While the battle for West Mosul rages from house to house, tens of thousands of people displaced by the fighting are filling camps around the city. Most arrive with just the clothes on their backs. Some are barefoot. Many have suffered years of unimaginable misery. Yet they are the lucky ones. They have survived.

Sitting with them in Iraq last week, it was harrowing to listen to their stories and witness their suffering. But at the same time, I was amazed by the resilience of the children, who have seen so much cruelty and death, but are able to rekindle the essence of childhood.

In the camps, I was moved to tears watching them playing, painting and singing.

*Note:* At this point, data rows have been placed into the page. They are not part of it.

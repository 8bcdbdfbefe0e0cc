// SPDX-FileCopyrightText: 2025 Caspar Water Company
//
// SPDX-License-Identifier: Apache-2.0

use std::io::Write;

use anyhow::Result;
use diagnostics::log_debug;

use crate::common::Context;

/// Copy a file's content to `out`.
pub async fn cat_command(ctx: &Context, path: &str, out: &mut impl Write) -> Result<()> {
    let root = ctx.open_root().await?;
    let file = root.open(path, ctx.options()).await?.into_file()?;
    let blob = file.read_blob(0, None).await?;
    log_debug!("Read {size} bytes of {mime}", size: blob.data.len(), mime: blob.mime_type.as_str());
    out.write_all(&blob.data)?;
    out.flush()?;
    Ok(())
}
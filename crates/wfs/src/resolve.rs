// SPDX-FileCopyrightText: 2025 Caspar Water Company
//
// SPDX-License-Identifier: Apache-2.0

//! Path resolution: `open`, `remove` and `mount` on a [`Dir`].
//!
//! Each call consumes the first component of the path in the current
//! directory and recurses into the next directory with the rest. Errors are
//! annotated on the way back out, so the outermost caller sees both where the
//! failure happened and how much of the path was left.

use std::future::Future;
use std::pin::Pin;

use diagnostics::{log_debug, log_info};
use serde_json::Value;

use crate::dir::Dir;
use crate::entry::{Entry, MountParams};
use crate::error::{Error, Result};
use crate::options::{ChildOptions, OpenOptions};
use crate::path;
use crate::registry;

type Step<'a, T> = Pin<Box<dyn Future<Output = Result<T>> + Send + 'a>>;

impl Dir {
    /// Open or create the entry at `path`.
    ///
    /// An empty path returns this directory. A leading `/` starts from the
    /// root of the namespace. Intermediate components must already exist.
    pub async fn open(&self, path: &str, mut options: OpenOptions) -> Result<Entry> {
        let on_error = options.take_error_handler();
        let result = match options.resolve(self).await {
            Ok(options) => self.open_at(path, &options).await,
            Err(err) => Err(err),
        };
        match (result, on_error) {
            (Err(err), Some(handler)) => handler(err),
            (result, _) => result,
        }
    }

    fn open_at<'a>(&'a self, path: &'a str, options: &'a ChildOptions) -> Step<'a, Entry> {
        Box::pin(async move {
            if path::is_absolute(path) && !self.is_root() {
                return self.root().open_at(path, options).await;
            }
            let split = path::split(path);
            let name = split.name.unwrap_or("");
            self.open_step(split.name, &split.rest, options)
                .await
                .map_err(|e| e.annotate(self, name, &split.rest))
        })
    }

    async fn open_step(&self, name: Option<&str>, rest: &str, options: &ChildOptions) -> Result<Entry> {
        let Some(name) = name else {
            return Ok(Entry::Directory(self.clone()));
        };
        if name == ".." {
            return self.parent_or_self().open_at(rest, options).await;
        }

        let exists = self.node().contains(name);
        if !rest.is_empty() {
            if !exists {
                return Err(Error::not_found());
            }
            log_debug!("Traversing {name}", name: name);
            let next = self.open_existing_dir(name, options).await?;
            return next.open_at(rest, options).await;
        }

        match (exists, options.open_existing) {
            (false, true) => Err(Error::not_found()),
            (true, false) => Err(Error::name_conflict()),
            (true, true) => {
                log_debug!("Opening {name}", name: name);
                let entry = self.node().open_child(self, name, options).await?;
                Ok(self.inherit(entry, options.read_only))
            }
            (false, false) => {
                if self.is_read_only() {
                    return Err(Error::permission_denied("directory is read-only"));
                }
                log_debug!("Creating {file_type} {name}", file_type: options.file_type.as_str(), name: name);
                let entry = self.node().open_child(self, name, options).await?;
                let entry = self.inherit(entry, options.read_only);
                self.notify_created(&entry, name);
                Ok(entry)
            }
        }
    }

    /// Remove the entry at `path`.
    ///
    /// Mount points are unlinked; the mounted storage is left alone.
    pub async fn remove(&self, path: &str) -> Result<()> {
        self.remove_at(path).await
    }

    fn remove_at<'a>(&'a self, path: &'a str) -> Step<'a, ()> {
        Box::pin(async move {
            if path::is_absolute(path) && !self.is_root() {
                return self.root().remove_at(path).await;
            }
            let split = path::split(path);
            let name = split.name.unwrap_or("");
            self.remove_step(split.name, &split.rest)
                .await
                .map_err(|e| e.annotate(self, name, &split.rest))
        })
    }

    async fn remove_step(&self, name: Option<&str>, rest: &str) -> Result<()> {
        let Some(name) = name else {
            return Err(Error::root_target("remove"));
        };
        if name == ".." {
            return self.parent_or_self().remove_at(rest).await;
        }
        if !self.node().contains(name) {
            return Err(Error::not_found());
        }
        if !rest.is_empty() {
            let next = self.open_existing_dir(name, &ChildOptions::existing()).await?;
            return next.remove_at(rest).await;
        }
        if self.is_read_only() {
            return Err(Error::permission_denied("directory is read-only"));
        }
        self.node().remove_child(self, name).await?;
        log_info!("Removed {name}", name: name);
        self.notify_removed(name);
        Ok(())
    }

    /// Mount a directory of `driver` at `path` and persist the mount point.
    pub async fn mount(&self, path: &str, driver: &str, params: MountParams) -> Result<Dir> {
        if !registry::contains(driver) {
            return Err(Error::unknown_driver(driver));
        }
        self.mount_at(path, driver, &params).await
    }

    fn mount_at<'a>(&'a self, path: &'a str, driver: &'a str, params: &'a [Value]) -> Step<'a, Dir> {
        Box::pin(async move {
            if path::is_absolute(path) && !self.is_root() {
                return self.root().mount_at(path, driver, params).await;
            }
            let split = path::split(path);
            let name = split.name.unwrap_or("");
            self.mount_step(split.name, &split.rest, driver, params)
                .await
                .map_err(|e| e.annotate(self, name, &split.rest))
        })
    }

    async fn mount_step(&self, name: Option<&str>, rest: &str, driver: &str, params: &[Value]) -> Result<Dir> {
        let Some(name) = name else {
            return Err(Error::root_target("mount"));
        };
        if name == ".." {
            return self.parent_or_self().mount_at(rest, driver, params).await;
        }
        let exists = self.node().contains(name);
        if !rest.is_empty() {
            if !exists {
                return Err(Error::not_found());
            }
            let next = self.open_existing_dir(name, &ChildOptions::existing()).await?;
            return next.mount_at(rest, driver, params).await;
        }
        if exists {
            return Err(Error::name_conflict());
        }
        if self.is_read_only() {
            return Err(Error::permission_denied("directory is read-only"));
        }
        let mounted = registry::mount(driver, Some(self.clone()), params).await?;
        self.node().mount_child(name, driver, &mounted).await?;
        log_info!("Mounted {driver} at {name}", driver: driver, name: name);
        self.notify_created(&Entry::Directory(mounted.clone()), name);
        Ok(mounted)
    }

    /// Copy an entry. Not supported by any driver.
    pub async fn copy(&self, _from: &str, _to: &str) -> Result<Entry> {
        Err(Error::unimplemented("copy"))
    }

    /// Move an entry. Not supported by any driver.
    pub async fn move_entry(&self, _from: &str, _to: &str) -> Result<Entry> {
        Err(Error::unimplemented("move"))
    }

    fn parent_or_self(&self) -> Dir {
        self.parent().cloned().unwrap_or_else(|| self.clone())
    }

    async fn open_existing_dir(&self, name: &str, options: &ChildOptions) -> Result<Dir> {
        let entry = self.node().open_child(self, name, options).await?;
        self.inherit(entry, false).into_dir()
    }

    /// Entries seen through a read-only handle are read-only too.
    fn inherit(&self, entry: Entry, read_only: bool) -> Entry {
        if read_only || self.is_read_only() {
            entry.into_read_only()
        } else {
            entry
        }
    }
}
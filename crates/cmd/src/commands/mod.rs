// SPDX-FileCopyrightText: 2025 Caspar Water Company
//
// SPDX-License-Identifier: Apache-2.0

pub mod cat;
pub mod list;
pub mod mkdir;
pub mod mount;
pub mod put;
pub mod remove;
pub mod stat;
pub mod write;

pub use cat::cat_command;
pub use list::list_command;
pub use mkdir::mkdir_command;
pub use mount::{mount_command, parse_param};
pub use put::put_command;
pub use remove::remove_command;
pub use stat::stat_command;
pub use write::write_command;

We take play so much for granted, but being able to play a game, to rediscover colour, to feel safe, is where their lives begin to repair.

I knew Mosul as the city of Jonah, old Nineveh, where the prophet known in the Bible as Jonah, and in the Koran as Yunus, is said to have preached after being vomited out of the whale. The feast of Jonah for Christians is still a three-day celebration there and on the Nineveh plains where there are so many Christian villages.

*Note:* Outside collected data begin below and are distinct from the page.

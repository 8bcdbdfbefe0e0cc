// SPDX-FileCopyrightText: 2025 Caspar Water Company
//
// SPDX-License-Identifier: Apache-2.0

//! DuckDB persistence for the local driver.
//!
//! Two tables keyed by the same integer: `file_info` holds metadata and
//! `file_data` holds content. A directory's content is the JSON map of its
//! children's names to keys; a mount point's content is its JSON
//! [`MountRecord`]. Every mutation runs in a single transaction.

use std::collections::{BTreeMap, HashMap};
use std::sync::{Arc, LazyLock, Mutex, MutexGuard, PoisonError, Weak};

use diagnostics::log_debug;
use duckdb::{Connection, params};
use wfs::{Children, EntryInfo, FileType, INODE_MIME, MountRecord, TEXT_PLAIN, Timestamp};

use crate::error::{Result, StoreError};

/// Key of the root directory created with a new database.
pub const ROOT_KEY: i64 = 1;

const SCHEMA: &str = "
CREATE TABLE IF NOT EXISTS file_info (
    key BIGINT PRIMARY KEY,
    type VARCHAR NOT NULL,
    created_time VARCHAR NOT NULL,
    modified_time VARCHAR NOT NULL,
    mime_type VARCHAR
);
CREATE TABLE IF NOT EXISTS file_data (
    key BIGINT PRIMARY KEY,
    content BLOB NOT NULL
);
CREATE SEQUENCE IF NOT EXISTS file_keys START 2;
";

// DuckDB will not open one database file twice in a process.
static STORES: LazyLock<Mutex<HashMap<String, Weak<Store>>>> = LazyLock::new(Default::default);

fn lock<T>(m: &Mutex<T>) -> MutexGuard<'_, T> {
    m.lock().unwrap_or_else(PoisonError::into_inner)
}

pub(crate) type NameMap = BTreeMap<String, i64>;

#[derive(Debug, Clone)]
pub(crate) struct Info {
    pub entry_type: FileType,
    pub created: Timestamp,
    pub modified: Timestamp,
    pub mime_type: Option<String>,
}

#[derive(Debug)]
pub(crate) struct Row {
    pub info: Info,
    pub content: Vec<u8>,
}

impl Row {
    pub fn names(&self, key: i64) -> Result<NameMap> {
        if self.info.entry_type != FileType::Directory {
            return Err(StoreError::corrupt(key, "not a directory"));
        }
        Ok(serde_json::from_slice(&self.content)?)
    }
}

/// One open database.
pub struct Store {
    path: String,
    conn: Mutex<Connection>,
}

impl Store {
    /// Open the database at `path`, sharing the connection with any live handle.
    pub fn open(path: &str) -> Result<Arc<Self>> {
        let mut stores = lock(&STORES);
        if let Some(store) = stores.get(path).and_then(Weak::upgrade) {
            return Ok(store);
        }
        log_debug!("Opening local store {path}", path: path);
        let conn = Connection::open(path)?;
        conn.execute_batch(SCHEMA)?;
        let store = Arc::new(Self {
            path: path.to_string(),
            conn: Mutex::new(conn),
        });
        _ = stores.insert(path.to_string(), Arc::downgrade(&store));
        Ok(store)
    }

    pub fn path(&self) -> &str {
        &self.path
    }

    fn conn(&self) -> MutexGuard<'_, Connection> {
        lock(&self.conn)
    }

    /// Make sure directory `key` exists. Only the default root is created.
    pub fn ensure_root(&self, key: i64) -> Result<()> {
        let mut conn = self.conn();
        let tx = conn.transaction()?;
        let count: i64 = tx.query_row(
            "SELECT count(*) FROM file_info WHERE key = ?",
            params![key],
            |row| row.get(0),
        )?;
        if count == 0 {
            if key != ROOT_KEY {
                return Err(StoreError::MissingKey { key });
            }
            let now = wfs::now();
            let info = Info {
                entry_type: FileType::Directory,
                created: now,
                modified: now,
                mime_type: None,
            };
            insert(&tx, key, &info, b"{}")?;
            log_debug!("Created root directory {key}", key: key);
        }
        tx.commit()?;
        Ok(())
    }

    pub(crate) fn load(&self, key: i64) -> Result<Row> {
        let conn = self.conn();
        let info = read_info(&conn, key)?;
        let content = read_content(&conn, key)?;
        Ok(Row { info, content })
    }

    pub(crate) fn children(&self, names: &NameMap) -> Result<Children> {
        let conn = self.conn();
        names
            .iter()
            .map(|(name, key)| Ok((name.clone(), child_info(&conn, *key)?)))
            .collect()
    }

    /// Add a new entry under directory `parent`. Returns the new key and the
    /// parent's new modified time.
    pub(crate) fn create_child(&self, parent: i64, name: &str, info: &Info, content: &[u8]) -> Result<(i64, Timestamp)> {
        let mut conn = self.conn();
        let tx = conn.transaction()?;
        let mut names = read_names(&tx, parent)?;
        let key: i64 = tx.query_row("SELECT nextval('file_keys')", [], |row| row.get(0))?;
        insert(&tx, key, info, content)?;
        _ = names.insert(name.to_string(), key);
        let modified = wfs::now();
        update_content(&tx, parent, &serde_json::to_vec(&names)?)?;
        touch(&tx, parent, &modified)?;
        tx.commit()?;
        log_debug!("Created {name} as key {key} in {parent}", name: name, key: key, parent: parent);
        Ok((key, modified))
    }

    /// Unlink `name` from `parent` and delete everything below it.
    ///
    /// Mount points are deleted without following them.
    pub(crate) fn remove_child(&self, parent: i64, name: &str) -> Result<Timestamp> {
        let mut conn = self.conn();
        let tx = conn.transaction()?;
        let mut names = read_names(&tx, parent)?;
        let key = names.remove(name).ok_or_else(|| StoreError::MissingName {
            name: name.to_string(),
        })?;
        let doomed = descendants(&tx, key)?;
        for k in &doomed {
            _ = tx.execute("DELETE FROM file_info WHERE key = ?", params![k])?;
            _ = tx.execute("DELETE FROM file_data WHERE key = ?", params![k])?;
        }
        let modified = wfs::now();
        update_content(&tx, parent, &serde_json::to_vec(&names)?)?;
        touch(&tx, parent, &modified)?;
        tx.commit()?;
        log_debug!("Removed {name} ({count} entries) from {parent}", name: name, count: doomed.len(), parent: parent);
        Ok(modified)
    }

    pub(crate) fn write_content(&self, key: i64, content: &[u8], modified: &Timestamp) -> Result<()> {
        let mut conn = self.conn();
        let tx = conn.transaction()?;
        update_content(&tx, key, content)?;
        touch(&tx, key, modified)?;
        tx.commit()?;
        log_debug!("Wrote {size} bytes to {key}", size: content.len(), key: key);
        Ok(())
    }
}

fn or_missing(key: i64) -> impl FnOnce(duckdb::Error) -> StoreError {
    move |err| match err {
        duckdb::Error::QueryReturnedNoRows => StoreError::MissingKey { key },
        other => other.into(),
    }
}

fn parse_time(key: i64, text: &str) -> Result<Timestamp> {
    wfs::parse_time(text).map_err(|e| StoreError::corrupt(key, e.to_string()))
}

fn read_info(conn: &Connection, key: i64) -> Result<Info> {
    let (entry_type, created, modified, mime_type) = conn
        .query_row(
            "SELECT type, created_time, modified_time, mime_type FROM file_info WHERE key = ?",
            params![key],
            |row| {
                Ok((
                    row.get::<_, String>(0)?,
                    row.get::<_, String>(1)?,
                    row.get::<_, String>(2)?,
                    row.get::<_, Option<String>>(3)?,
                ))
            },
        )
        .map_err(or_missing(key))?;
    Ok(Info {
        entry_type: entry_type
            .parse()
            .map_err(|e: wfs::Error| StoreError::corrupt(key, e.to_string()))?,
        created: parse_time(key, &created)?,
        modified: parse_time(key, &modified)?,
        mime_type,
    })
}

fn read_content(conn: &Connection, key: i64) -> Result<Vec<u8>> {
    conn.query_row(
        "SELECT content FROM file_data WHERE key = ?",
        params![key],
        |row| row.get(0),
    )
    .map_err(or_missing(key))
}

fn content_len(conn: &Connection, key: i64) -> Result<u64> {
    let len: i64 = conn
        .query_row(
            "SELECT octet_length(content) FROM file_data WHERE key = ?",
            params![key],
            |row| row.get(0),
        )
        .map_err(or_missing(key))?;
    u64::try_from(len).map_err(|_| StoreError::corrupt(key, "negative content length"))
}

fn read_names(conn: &Connection, key: i64) -> Result<NameMap> {
    let info = read_info(conn, key)?;
    let row = Row {
        info,
        content: read_content(conn, key)?,
    };
    row.names(key)
}

fn child_info(conn: &Connection, key: i64) -> Result<EntryInfo> {
    let info = read_info(conn, key)?;
    Ok(match info.entry_type {
        FileType::File => EntryInfo {
            entry_type: FileType::File,
            mime_type: info.mime_type.unwrap_or_else(|| TEXT_PLAIN.to_string()),
            created_time: info.created,
            modified_time: info.modified,
            size: Some(content_len(conn, key)?),
            driver: None,
        },
        FileType::Directory => EntryInfo {
            entry_type: FileType::Directory,
            mime_type: INODE_MIME.to_string(),
            created_time: info.created,
            modified_time: info.modified,
            size: None,
            driver: None,
        },
        FileType::Mount => {
            let record = MountRecord::from_json(&read_content(conn, key)?)?;
            let mime_type = wfs::registry::mime_type_of(&record.driver)
                .map(str::to_string)
                .or(info.mime_type)
                .unwrap_or_else(|| INODE_MIME.to_string());
            EntryInfo {
                entry_type: FileType::Mount,
                mime_type,
                created_time: info.created,
                modified_time: info.modified,
                size: None,
                driver: Some(record.driver),
            }
        }
    })
}

fn descendants(conn: &Connection, key: i64) -> Result<Vec<i64>> {
    let mut found = Vec::new();
    let mut pending = vec![key];
    while let Some(next) = pending.pop() {
        found.push(next);
        let info = read_info(conn, next)?;
        if info.entry_type == FileType::Directory {
            let row = Row {
                info,
                content: read_content(conn, next)?,
            };
            pending.extend(row.names(next)?.into_values());
        }
    }
    Ok(found)
}

fn insert(conn: &Connection, key: i64, info: &Info, content: &[u8]) -> Result<()> {
    _ = conn.execute(
        "INSERT INTO file_info (key, type, created_time, modified_time, mime_type) VALUES (?, ?, ?, ?, ?)",
        params![
            key,
            info.entry_type.as_str(),
            wfs::format_time(&info.created),
            wfs::format_time(&info.modified),
            info.mime_type,
        ],
    )?;
    _ = conn.execute(
        "INSERT INTO file_data (key, content) VALUES (?, ?)",
        params![key, content],
    )?;
    Ok(())
}

fn update_content(conn: &Connection, key: i64, content: &[u8]) -> Result<()> {
    let changed = conn.execute(
        "UPDATE file_data SET content = ? WHERE key = ?",
        params![content, key],
    )?;
    if changed == 0 {
        return Err(StoreError::MissingKey { key });
    }
    Ok(())
}

fn touch(conn: &Connection, key: i64, modified: &Timestamp) -> Result<()> {
    _ = conn.execute(
        "UPDATE file_info SET modified_time = ? WHERE key = ?",
        params![wfs::format_time(modified), key],
    )?;
    Ok(())
}

#[cfg(test)]
mod tests {
    use super::*;
    use tempfile::TempDir;

    fn new_store() -> (TempDir, Arc<Store>) {
        let dir = tempfile::tempdir().unwrap();
        let path = dir.path().join("store.duckdb");
        let store = Store::open(path.to_str().unwrap()).unwrap();
        store.ensure_root(ROOT_KEY).unwrap();
        (dir, store)
    }

    fn file_info() -> Info {
        let now = wfs::now();
        Info {
            entry_type: FileType::File,
            created: now,
            modified: now,
            mime_type: Some("text/csv".to_string()),
        }
    }

    fn dir_info() -> Info {
        Info {
            mime_type: None,
            entry_type: FileType::Directory,
            ..file_info()
        }
    }

    #[test]
    fn test_root_is_created_once() {
        let (_dir, store) = new_store();
        store.ensure_root(ROOT_KEY).unwrap();
        let root = store.load(ROOT_KEY).unwrap();
        assert_eq!(root.info.entry_type, FileType::Directory);
        assert!(root.names(ROOT_KEY).unwrap().is_empty());
    }

    #[test]
    fn test_other_roots_must_exist() {
        let (_dir, store) = new_store();
        assert!(matches!(store.ensure_root(42), Err(StoreError::MissingKey { key: 42 })));
    }

    #[test]
    fn test_same_path_shares_store() {
        let (dir, store) = new_store();
        let path = dir.path().join("store.duckdb");
        let again = Store::open(path.to_str().unwrap()).unwrap();
        assert!(Arc::ptr_eq(&store, &again));
    }

    #[test]
    fn test_create_child_updates_parent() {
        let (_dir, store) = new_store();
        let (key, _) = store.create_child(ROOT_KEY, "a.csv", &file_info(), b"x,y\n1,2\n").unwrap();
        assert!(key > ROOT_KEY);

        let names = store.load(ROOT_KEY).unwrap().names(ROOT_KEY).unwrap();
        assert_eq!(names.get("a.csv"), Some(&key));

        let children = store.children(&names).unwrap();
        let info = children.get("a.csv").unwrap();
        assert_eq!(info.size, Some(8));
        assert_eq!(info.mime_type, "text/csv");
    }

    #[test]
    fn test_remove_child_deletes_subtree() {
        let (_dir, store) = new_store();
        let (sub, _) = store.create_child(ROOT_KEY, "sub", &dir_info(), b"{}").unwrap();
        let (leaf, _) = store.create_child(sub, "leaf", &file_info(), b"data").unwrap();
        let (keep, _) = store.create_child(ROOT_KEY, "keep", &file_info(), b"").unwrap();

        store.remove_child(ROOT_KEY, "sub").unwrap();

        assert!(matches!(store.load(sub), Err(StoreError::MissingKey { .. })));
        assert!(matches!(store.load(leaf), Err(StoreError::MissingKey { .. })));
        assert!(store.load(keep).is_ok());
        let names = store.load(ROOT_KEY).unwrap().names(ROOT_KEY).unwrap();
        assert_eq!(names.keys().collect::<Vec<_>>(), vec!["keep"]);
    }

    #[test]
    fn test_remove_missing_name() {
        let (_dir, store) = new_store();
        assert!(matches!(
            store.remove_child(ROOT_KEY, "ghost"),
            Err(StoreError::MissingName { .. })
        ));
    }

    #[test]
    fn test_write_content() {
        let (_dir, store) = new_store();
        let (key, _) = store.create_child(ROOT_KEY, "f", &file_info(), b"old").unwrap();
        let later = wfs::now();
        store.write_content(key, b"newer", &later).unwrap();
        let row = store.load(key).unwrap();
        assert_eq!(row.content, b"newer");
        assert_eq!(row.info.modified, later);
    }
}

In July 2014, not long after sweeping across northern Iraq and taking Mosul, ISIS destroyed the Nebi Yunus shrine, built at the gates of the ancient Assyrian city of Nineveh, reputed burial site of the prophet, a place of pilgrimage for both Christians and Muslims for centuries.

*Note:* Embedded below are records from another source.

// SPDX-FileCopyrightText: 2025 Caspar Water Company
//
// SPDX-License-Identifier: Apache-2.0

use anyhow::Result;
use bytes::Bytes;
use diagnostics::log_info;

use crate::common::Context;

/// Create a new file holding `content`.
pub async fn put_command(ctx: &Context, path: &str, content: Bytes, mime_type: Option<&str>) -> Result<u64> {
    let root = ctx.open_root().await?;
    let mut options = ctx.options().open_existing(false).data(content);
    if let Some(mime_type) = mime_type {
        options = options.mime_type(mime_type);
    }
    let file = root.open(path, options).await?.into_file()?;
    log_info!("Created {path} ({size} bytes)", path: path, size: file.size());
    Ok(file.size())
}
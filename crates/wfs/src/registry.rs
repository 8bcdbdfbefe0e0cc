// SPDX-FileCopyrightText: 2025 Caspar Water Company
//
// SPDX-License-Identifier: Apache-2.0

//! Process-wide table of storage drivers.
//!
//! The table is built once at startup and never changes afterwards:
//!
//! ```ignore
//! Registry::builder()
//!     .driver(LocalDriver)
//!     .driver(DriveDriver::new(DriveConfig::default())?)
//!     .install()?;
//! ```

use std::collections::BTreeMap;
use std::sync::{Arc, OnceLock};

use async_trait::async_trait;
use diagnostics::log_info;
use serde_json::Value;

use crate::dir::Dir;
use crate::error::{Error, Result};

/// A storage backend that can be mounted into the namespace.
#[async_trait]
pub trait Driver: Send + Sync {
    fn name(&self) -> &'static str;

    /// Marker type of the driver's directories.
    fn mime_type(&self) -> &'static str;

    /// Open the directory described by `params` with `parent` as its parent.
    async fn mount(&self, parent: Option<Dir>, params: &[Value]) -> Result<Dir>;
}

pub struct Registry {
    drivers: BTreeMap<&'static str, Arc<dyn Driver>>,
}

#[derive(Default)]
pub struct RegistryBuilder {
    drivers: BTreeMap<&'static str, Arc<dyn Driver>>,
}

static REGISTRY: OnceLock<Registry> = OnceLock::new();

impl RegistryBuilder {
    #[must_use]
    pub fn driver(mut self, driver: impl Driver + 'static) -> Self {
        let driver: Arc<dyn Driver> = Arc::new(driver);
        _ = self.drivers.insert(driver.name(), driver);
        self
    }

    pub fn build(self) -> Registry {
        Registry {
            drivers: self.drivers,
        }
    }

    /// Make this the process registry. Fails if one is already installed.
    pub fn install(self) -> Result<&'static Registry> {
        let names = self.drivers.keys().copied().collect::<Vec<_>>().join(",");
        REGISTRY
            .set(self.build())
            .map_err(|_| Error::already_installed())?;
        log_info!("Installed drivers {names}", names: names);
        REGISTRY.get().ok_or_else(Error::already_installed)
    }
}

impl std::fmt::Debug for Registry {
    fn fmt(&self, f: &mut std::fmt::Formatter<'_>) -> std::fmt::Result {
        f.debug_list().entries(self.drivers.keys()).finish()
    }
}

impl Registry {
    pub fn builder() -> RegistryBuilder {
        RegistryBuilder::default()
    }

    pub fn get(&self, name: &str) -> Option<&Arc<dyn Driver>> {
        self.drivers.get(name)
    }

    pub fn contains(&self, name: &str) -> bool {
        self.drivers.contains_key(name)
    }

    pub fn names(&self) -> impl Iterator<Item = &'static str> + '_ {
        self.drivers.keys().copied()
    }

    pub fn mime_type_of(&self, name: &str) -> Option<&'static str> {
        self.get(name).map(|d| d.mime_type())
    }

    pub fn driver_for_mime(&self, mime_type: &str) -> Option<&'static str> {
        self.drivers
            .values()
            .find(|d| d.mime_type() == mime_type)
            .map(|d| d.name())
    }
}

/// The installed registry, if any.
pub fn installed() -> Option<&'static Registry> {
    REGISTRY.get()
}

pub fn lookup(name: &str) -> Result<Arc<dyn Driver>> {
    installed()
        .and_then(|r| r.get(name))
        .cloned()
        .ok_or_else(|| Error::unknown_driver(name))
}

pub fn contains(name: &str) -> bool {
    installed().is_some_and(|r| r.contains(name))
}

pub fn mime_type_of(name: &str) -> Option<&'static str> {
    installed().and_then(|r| r.mime_type_of(name))
}

pub fn driver_for_mime(mime_type: &str) -> Option<&'static str> {
    installed().and_then(|r| r.driver_for_mime(mime_type))
}

/// Mount a directory through the named driver.
///
/// Whatever the driver reports, the returned handle has type `mount`.
pub async fn mount(driver: &str, parent: Option<Dir>, params: &[Value]) -> Result<Dir> {
    let imp = lookup(driver)?;
    let dir = imp.mount(parent, params).await?;
    log_info!("Mounted {driver}", driver: driver);
    Ok(dir.to_mount())
}
// SPDX-FileCopyrightText: 2025 Caspar Water Company
//
// SPDX-License-Identifier: Apache-2.0

//! Remote document storage driver.
//!
//! Folders of a Drive-style REST service appear as directories. Mount
//! params are `[folder_id: string, access_token: string]`. The token is
//! never stored in a mount point, so reopening one needs the token passed
//! again as an extra open param.

mod client;
mod config;
mod directory;
mod error;
mod file;
mod models;
mod upload;

pub use client::{DriveClient, Download};
pub use config::{BearerToken, DEFAULT_API_URL, DEFAULT_UPLOAD_URL, DriveConfig, load_config};
pub use directory::{DRIVER_PROPERTY, DriveDirectory};
pub use error::{DriveError, Result};
pub use file::DriveFile;
pub use models::{FILE_FIELDS, FOLDER_MIME, FileList, FileResource};
pub use upload::UploadTarget;

use async_trait::async_trait;
use serde_json::Value;
use wfs::{Dir, Driver, Error};

pub const DRIVER_NAME: &str = "drive";

#[derive(Clone)]
pub struct DriveDriver {
    client: DriveClient,
}

impl DriveDriver {
    pub fn new(config: DriveConfig) -> Result<Self> {
        Ok(Self {
            client: DriveClient::new(config)?,
        })
    }

    pub fn client(&self) -> &DriveClient {
        &self.client
    }
}

#[async_trait]
impl Driver for DriveDriver {
    fn name(&self) -> &'static str {
        DRIVER_NAME
    }

    fn mime_type(&self) -> &'static str {
        FOLDER_MIME
    }

    async fn mount(&self, parent: Option<Dir>, params: &[Value]) -> wfs::Result<Dir> {
        let folder_id = params
            .first()
            .and_then(Value::as_str)
            .ok_or_else(|| Error::invalid_argument("drive mount needs a folder id"))?;
        let token = params
            .get(1)
            .and_then(Value::as_str)
            .filter(|t| !t.is_empty())
            .ok_or_else(Error::invalid_credentials)?;
        DriveDirectory::mount(parent, self.client.clone(), folder_id, BearerToken::new(token)).await
    }
}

It is some consolation that in recent weeks, as Iraqi troops have pushed into Mosul, archaeologists documenting the destruction have discovered that ISIS dug tunnels deep under the demolished shrine and into a previously undiscovered 2700-year-old palace built by the Assyrian King Sennacherib and then by his son Esarhaddon in the seventh century BC.

But Mosul was also a sophisticated and urbane city, a university town. For those who have fled, the shock of living cheek by jowl in frayed tents with thousands of families sharing the same public outhouses is as shocking as it would be for the people of Sydney or Melbourne.

Among the most fearful of returning to their homes, and the most fearful of the future, are Christians and Yazidis, a Kurdish-speaking people who practice a syncretic religion influenced by pre-Islamic Assyrian traditions, Sufi and Shiite Islam, Nestorian Christianity, and Zoroastrianism. Thousands of Yazidis were massacred and thousands more women and children enslaved when ISIS took northern Iraq three years ago.

The Yazidis believe that God placed the world under the care of seven archangels, chief among them Melek Taus, or the Peacock Angel, who breathed life into Adam, but fell from God's grace and was exiled to Hell where he cried for 7000 years, until his tears extinguished the fires of Hell and God forgave him.

At Lalish, the Yazidi temple in the northern Kurdish mountains, I was given a glimpse into the mysteries of this ancient religion. The Yazidis believe that this was the centre of the Garden of Eden, the place where life and knowledge of good and evil began.

For their beliefs, they are among the most persecuted people on earth, suffering 72 attempted genocides, even before ISIS arrived in their villages demanding they renounce their faith and adhere to their Caliphate.

Similarly, Iraq's Christian population has shrunk from 1.5 million in 2003, to 400,000, or fewer. These Christians belong to the oldest churches in the world that still speak Aramaic, the language of Jesus, as their mother-tongue.

Among them is Archbishop Bashar Warda, of the Chaldean Catholic church in Erbil who cares for the displaced, appeals for international aid to rebuild homes, and imagines schools and a university and a place for Christians in Iraq. "We are an ancient people on the verge of extinction because of our commitment to our faith," he said.

I was fortunate in Iraq to observe his Friday Lenten service in a packed Cathedral where he preached a message of non-violence, hope and love as the way of Jesus.

More than 40,000 people have fled from Mosul in the past week. More than 200,000 have fled since the start of the offensive last October. They arrive in already overcrowded aid camps, pleading for help. In one of these camps, I stood watching one of our bravest aid workers, a Yazidi woman, as she comforted a Sunni child, as she would any child, and I thought of the 7000 years of tears wept by Melek Taus as he waited for God to forgive him.